USA, NEW YORK – Un tweet razzista, definito dalla rete il ”peggiore dell’anno”. A scriverlo e’ Justine Sacco, manager del colosso delle relazioni pubbliche InterActive Corp (Iac), che in viaggio verso l’Africa ha twittato: ”Sto andando in Africa. Spero di non prendere l’Aids. Sto scherzando. Sono bianca”. I 140 caratteri vengono ri-twittati migliaia di volte ed e’ polemica ma anche ‘vendetta’ con un utente Twitter che pubblica il numero di cellulare di Sacco in modo che possa ricevere tutti i messaggi che le verranno lasciati.

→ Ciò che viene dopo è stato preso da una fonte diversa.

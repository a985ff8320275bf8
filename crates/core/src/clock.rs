// SPDX-License-Identifier: BUSL-1.1
// Copyright (c) 2026 Alfred Jean LLC

//! Clock abstraction for testable time handling

use chrono::{DateTime, Utc};
use parking_lot::Mutex;
use std::sync::Arc;
use std::time::{Duration, SystemTime, UNIX_EPOCH};

/// A clock that provides the current wall time
pub trait Clock: Clone + Send + Sync {
    fn epoch_ms(&self) -> u64;

    /// Current time truncated to whole seconds.
    ///
    /// Status timestamps are written at second precision so a value read
    /// back from the API server compares equal to the one that was written.
    fn utc_now(&self) -> DateTime<Utc> {
        let secs = (self.epoch_ms() / 1000) as i64;
        DateTime::from_timestamp(secs, 0).unwrap_or_default()
    }
}

/// Real system clock
#[derive(Clone, Default)]
pub struct SystemClock;

impl Clock for SystemClock {
    fn epoch_ms(&self) -> u64 {
        SystemTime::now()
            .duration_since(UNIX_EPOCH)
            .unwrap_or_default()
            .as_millis() as u64
    }
}

/// Fake clock for testing with controllable time
#[derive(Clone)]
pub struct FakeClock {
    epoch_ms: Arc<Mutex<u64>>,
}

impl FakeClock {
    /// 2026-01-01T00:00:00Z
    pub const START_MS: u64 = 1_767_225_600_000;

    pub fn new() -> Self {
        Self { epoch_ms: Arc::new(Mutex::new(Self::START_MS)) }
    }

    /// Advance the clock by the given duration
    pub fn advance(&self, duration: Duration) {
        *self.epoch_ms.lock() += duration.as_millis() as u64;
    }

    /// Set the epoch milliseconds value
    pub fn set_epoch_ms(&self, ms: u64) {
        *self.epoch_ms.lock() = ms;
    }
}

impl Default for FakeClock {
    fn default() -> Self {
        Self::new()
    }
}

impl Clock for FakeClock {
    fn epoch_ms(&self) -> u64 {
        *self.epoch_ms.lock()
    }
}

#[cfg(test)]
#[path = "clock_tests.rs"]
mod tests;
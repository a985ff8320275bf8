// SPDX-License-Identifier: BUSL-1.1
// Copyright (c) 2026 Alfred Jean LLC

//! Spec drift specs
//!
//! The digest taken at acceptance is fixed; edits after that only raise the
//! sticky `hasModified` flag unless the controller runs with a blocking
//! drift policy.

use crate::prelude::*;

#[tokio::test]
async fn extra_args_edit_marks_drift_without_aborting() {
    let world = World::new();
    world.keep_jobs_running();
    world.create("install", ClusterOperationSpec::builder().build());
    world.reconcile("install").await;
    let accepted = world.status("install");

    world.store.edit_operation_spec(NAMESPACE, "install", |spec| {
        spec.extra_args = "-e kube_version=v1.29.0".into()
    });
    world.reconcile("install").await;

    let status = world.status("install");
    assert!(status.has_modified);
    assert_eq!(status.status, Some(OpsStatus::Running));
    assert_eq!(status.digest, accepted.digest);
    assert_eq!(status.job_ref, accepted.job_ref);
    assert!(world.jobs.cancelled().is_empty());
}

#[tokio::test]
async fn drift_flag_survives_revert_and_completion() {
    let world = World::new();
    world.keep_jobs_running();
    world.create("install", ClusterOperationSpec::builder().build());
    world.reconcile("install").await;

    world.store.edit_operation_spec(NAMESPACE, "install", |spec| spec.extra_args = "-v".into());
    world.reconcile("install").await;
    world.store.edit_operation_spec(NAMESPACE, "install", |spec| spec.extra_args.clear());
    world.reconcile("install").await;
    assert!(world.status("install").has_modified);

    world.jobs.set_state("install-1-0", JobRunState::Succeeded);
    let status = world.settle("install").await;

    assert_eq!(status.status, Some(OpsStatus::Succeeded));
    assert!(status.has_modified);
}

#[tokio::test]
async fn blocking_policy_cancels_the_drifted_run() {
    let mut world = World::new();
    world.keep_jobs_running();
    world.reconciler =
        World::reconciler(&world.store, &world.artifacts, &world.jobs, &world.clock)
            .with_drift_policy(BlockOnDrift);
    world.create("install", ClusterOperationSpec::builder().build());
    world.reconcile("install").await;

    world.store.edit_operation_spec(NAMESPACE, "install", |spec| spec.image = "kubespray:v2.25.0".into());
    let status = world.settle("install").await;

    assert_eq!(status.status, Some(OpsStatus::Blocked));
    assert!(status.has_modified);
    assert_eq!(world.jobs.cancelled().len(), 1);
    assert_eq!(world.conditions()[0].cluster_condition_type, ClusterConditionType::Blocked);
}

#[tokio::test]
async fn artifact_deleted_mid_run_blocks() {
    let world = World::new();
    world.keep_jobs_running();
    world.create("install", ClusterOperationSpec::builder().build());
    world.reconcile("install").await;

    world.artifacts.remove(ArtifactKind::ConfigMap, NAMESPACE, "demo-vars");
    let status = world.settle("install").await;

    assert_eq!(status.status, Some(OpsStatus::Blocked));
    assert!(status.job_ref.is_none());
    assert_eq!(world.jobs.cancelled().len(), 1);
}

Alla fine della giornata, il tweet e’ scomparso dalla rete e cosi’ come l’account di Sacco. ”Un commento oltraggioso e offensivo che non riflette il punto di vista e i valori di Iac. Sfortunatamente la dipendente in causa non e’ raggiungibile su un volo internazionale ma questo e’ un tema serio e stiamo assumendo le misure appropriate”, afferma Iac in una nota diffusa poco dopo il decollo di Sacco da Londra. Non e’ escluso che l’account della ragazza possa essere stato hackerato, ma i suoi recenti twitter indicano che viaggia spesso e che sarebbe andata in Africa.

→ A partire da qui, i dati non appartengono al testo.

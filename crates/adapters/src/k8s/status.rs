// SPDX-License-Identifier: BUSL-1.1
// Copyright (c) 2026 Alfred Jean LLC

//! Status merge patches.
//!
//! A merge patch leaves absent keys untouched, so cleared optional fields
//! are written as explicit nulls. The patch also carries the
//! `resourceVersion` the status was derived from; the API server rejects it
//! with 409 when the object has moved on.

use ko_core::ClusterOperationStatus;
use serde_json::{json, Map, Value};

/// Optional status keys that must be nulled out when unset.
const CLEARABLE: &[&str] =
    &["jobRef", "status", "startTime", "endTime", "nextRetryTime", "message"];

/// Wrap a status value in a version-guarded merge patch.
pub fn guarded_patch(resource_version: &str, status: Value) -> Value {
    json!({
        "metadata": { "resourceVersion": resource_version },
        "status": status,
    })
}

/// Serialize an operation status for a merge patch.
pub fn operation_status_value(
    status: Option<&ClusterOperationStatus>,
) -> Result<Value, serde_json::Error> {
    let Some(status) = status else {
        return Ok(Value::Null);
    };
    let mut value = serde_json::to_value(status)?;
    if let Value::Object(map) = &mut value {
        null_missing(map);
    }
    Ok(value)
}

fn null_missing(map: &mut Map<String, Value>) {
    for key in CLEARABLE {
        map.entry(key.to_string()).or_insert(Value::Null);
    }
}

#[cfg(test)]
#[path = "status_tests.rs"]
mod tests;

Sacco non e’ estranea a tweet criticati. Una volta aveva scritto all’associazione per i diritti degli animali che le ”piacevano gli animali, ma quando fa freddo ne scuoierei uno per una pelliccia”. Nel gennaio 2013 aveva scritto: ”Posso essere licenziata per quello che dico quando sono drogata?”. Nel febbraio 2012 aveva twittato: ”Ho avuto un sogno erotico con un bambino autistico”.

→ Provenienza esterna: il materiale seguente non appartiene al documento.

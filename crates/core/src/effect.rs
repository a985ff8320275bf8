// SPDX-License-Identifier: BUSL-1.1
// Copyright (c) 2026 Alfred Jean LLC

//! Effects represent side effects a reconcile step asks the runtime to perform

use crate::cluster::ClusterCondition;
use crate::job::JobRequest;
use crate::reference::JobRef;
use serde::{Deserialize, Serialize};

/// Effects that need to be executed by the runtime
#[derive(Debug, Clone, PartialEq, Serialize, Deserialize)]
pub enum Effect {
    /// Submit one plan stage as a job run
    SubmitJob { request: JobRequest },

    /// Cancel an in-flight job run (best effort)
    CancelJob { job: JobRef, reason: String },

    /// Append an entry to the owning cluster's condition history
    RecordCondition { namespace: String, cluster: String, condition: ClusterCondition },
}

impl Effect {
    /// Effect name for log spans (e.g., "submit_job")
    pub fn name(&self) -> &'static str {
        match self {
            Effect::SubmitJob { .. } => "submit_job",
            Effect::CancelJob { .. } => "cancel_job",
            Effect::RecordCondition { .. } => "record_condition",
        }
    }

    /// Key-value pairs for structured logging
    pub fn fields(&self) -> Vec<(&'static str, String)> {
        match self {
            Effect::SubmitJob { request } => vec![
                ("job", request.name.clone()),
                ("namespace", request.namespace.clone()),
                ("image", request.image.clone()),
            ],
            Effect::CancelJob { job, reason } => {
                vec![("job", job.data().to_string()), ("reason", reason.clone())]
            }
            Effect::RecordCondition { namespace, cluster, condition } => vec![
                ("cluster", format!("{}/{}", namespace, cluster)),
                ("operation", condition.cluster_ops.clone()),
                ("condition", condition.cluster_condition_type.to_string()),
            ],
        }
    }

    /// Whether to show both 'started' and 'completed' or just 'executed'.
    pub fn verbose(&self) -> bool {
        match self {
            Effect::RecordCondition { .. } => false,
            // Job effects touch the execution substrate
            _ => true,
        }
    }

    /// Effects that must only run once the status write that requested them
    /// has been accepted.
    pub fn after_status_write(&self) -> bool {
        matches!(self, Effect::RecordCondition { .. })
    }
}

#[cfg(test)]
#[path = "effect_tests.rs"]
mod tests;
// SPDX-License-Identifier: BUSL-1.1
// Copyright (c) 2026 Alfred Jean LLC

//! Append-only condition history.
//!
//! [`ConditionLog`] exposes no way to remove, reorder or edit an entry once
//! it has been appended. Every entry gets a [`ConditionIndex`] that is fixed
//! for the lifetime of the log.

use crate::cluster::ClusterCondition;
use schemars::JsonSchema;
use serde::{Deserialize, Serialize};

/// Position of an entry in a [`ConditionLog`]. Monotonic in append order.
#[derive(Debug, Clone, Copy, PartialEq, Eq, PartialOrd, Ord, Hash)]
pub struct ConditionIndex(usize);

impl ConditionIndex {
    pub fn get(self) -> usize {
        self.0
    }
}

/// Result of [`ConditionLog::record`].
#[derive(Debug, Clone, Copy, PartialEq, Eq)]
pub enum ConditionOutcome {
    Appended(ConditionIndex),
    /// An entry with the same outcome was already present at this index.
    Duplicate(ConditionIndex),
}

crate::simple_display! {
    ConditionOutcome {
        Appended(..) => "appended",
        Duplicate(..) => "duplicate",
    }
}

impl ConditionOutcome {
    pub fn index(self) -> ConditionIndex {
        match self {
            Self::Appended(i) | Self::Duplicate(i) => i,
        }
    }

    pub fn is_appended(self) -> bool {
        matches!(self, Self::Appended(_))
    }
}

#[derive(Debug, Clone, Default, PartialEq, Serialize, Deserialize, JsonSchema)]
#[serde(transparent)]
pub struct ConditionLog {
    entries: Vec<ClusterCondition>,
}

impl ConditionLog {
    pub fn new() -> Self {
        Self::default()
    }

    /// Append unconditionally.
    pub fn append(&mut self, condition: ClusterCondition) -> ConditionIndex {
        self.entries.push(condition);
        ConditionIndex(self.entries.len() - 1)
    }

    /// Append unless an entry with the same outcome is already present.
    pub fn record(&mut self, condition: ClusterCondition) -> ConditionOutcome {
        match self.find(&condition) {
            Some(index) => ConditionOutcome::Duplicate(index),
            None => ConditionOutcome::Appended(self.append(condition)),
        }
    }

    pub fn find(&self, condition: &ClusterCondition) -> Option<ConditionIndex> {
        self.entries.iter().position(|c| c.same_outcome(condition)).map(ConditionIndex)
    }

    pub fn contains(&self, condition: &ClusterCondition) -> bool {
        self.find(condition).is_some()
    }

    pub fn get(&self, index: ConditionIndex) -> Option<&ClusterCondition> {
        self.entries.get(index.0)
    }

    pub fn iter(&self) -> impl Iterator<Item = (ConditionIndex, &ClusterCondition)> {
        self.entries.iter().enumerate().map(|(i, c)| (ConditionIndex(i), c))
    }

    /// Entries recorded for one operation, oldest first.
    pub fn for_operation<'a>(
        &'a self,
        operation: &'a str,
    ) -> impl Iterator<Item = &'a ClusterCondition> + 'a {
        self.entries.iter().filter(move |c| c.cluster_ops == operation)
    }

    pub fn last(&self) -> Option<&ClusterCondition> {
        self.entries.last()
    }

    pub fn len(&self) -> usize {
        self.entries.len()
    }

    pub fn is_empty(&self) -> bool {
        self.entries.is_empty()
    }

    /// True when `self` is `earlier` with zero or more entries appended.
    pub fn extends(&self, earlier: &ConditionLog) -> bool {
        self.entries.len() >= earlier.entries.len()
            && self.entries[..earlier.entries.len()] == earlier.entries[..]
    }
}

#[cfg(test)]
#[path = "condition_tests.rs"]
mod tests;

Il tweet criticato crea polemiche in rete. Alcuni chiedono il licenziamento di Sacco, altri introducono l’hashtag #HasJustineLandedYet per prenderla in giro su cosa sarebbe accaduto al suo atterraggio. Altri ancora hanno creato il sito justinesacco.com con i link delle organizzazioni di beneficenza attive nell’Africa sub-sahariana.